The organization and J.P. Morgan are setting aside $200 million each to help finance what World Bank President Robert B. Zoellick described as “plain vanilla hedges,” allowing agriculture-related businesses in developing nations to lock in prices well in advance of a harvest or commodity purchase.
The lack of such financial tools in poorer nations — and even in better-developed economies such as Brazil — means that farmers, agricultural cooperatives, food processors and similar businesses can’t plan well or get bank loans. That limits investment and, ultimately, production, Zoellick said.
Because of the way such financial products work, the money put up by the World Bank and J.P. Morgan will provide as much as $4 billion in financing to farmers and food companies, Zoellick said.
Safeguards have been put in place to prevent the program from being used for speculation and to ensure that participants do not “bet” on their own failure, according to a World Bank official.
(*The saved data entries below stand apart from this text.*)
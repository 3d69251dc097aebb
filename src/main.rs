use anyhow::Result;
use cakeshop::config::AppConfig;
use cakeshop::server::ServerBuilder;
use cakeshop::storage;
use tracing_subscriber::EnvFilter;

#[tokio::main]
async fn main() -> Result<()> {
    tracing_subscriber::fmt()
        .with_env_filter(
            EnvFilter::try_from_default_env()
                .unwrap_or_else(|_| EnvFilter::new("cakeshop=info,tower_http=info")),
        )
        .init();

    let config = AppConfig::load()?;
    let addr = config.server.bind_address();
    let store = storage::connect(&config.storage).await?;

    ServerBuilder::new()
        .with_config(config)
        .with_shared_order_store(store)
        .serve(&addr)
        .await
}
The program will initially be focused in Latin America and Southeast Asia, where J.P. Morgan’s presence is strongest, but the bank is in discussions with other lenders to expand the program to Africa and the Middle East. J.P. Morgan and other private banks that get involved in the program would earn standard fees and profits. If a grower or producer defaults, losses would be shared with the World Bank.
Rising and volatile food prices have become a chief concern of development agencies in recent years, forcing tens of millions of additional people into poverty, according to World Bank and U.N. studies.
Increasing production, particularly in developing and poorer countries, is considered an important way to insulate local residents from the types of price swings or supply disruptions that can occur if weather or other problems reduce crop yields in major producers such as the United States or Australia.
Agriculture ministers from the world’s major economies are meeting in Paris this week to discuss other ways to address food price volatility, including limits on speculation, better world access to national crop and food reserve statistics, and an agreement to prohibit the export bans some countries have imposed to ensure adequate domestic supply.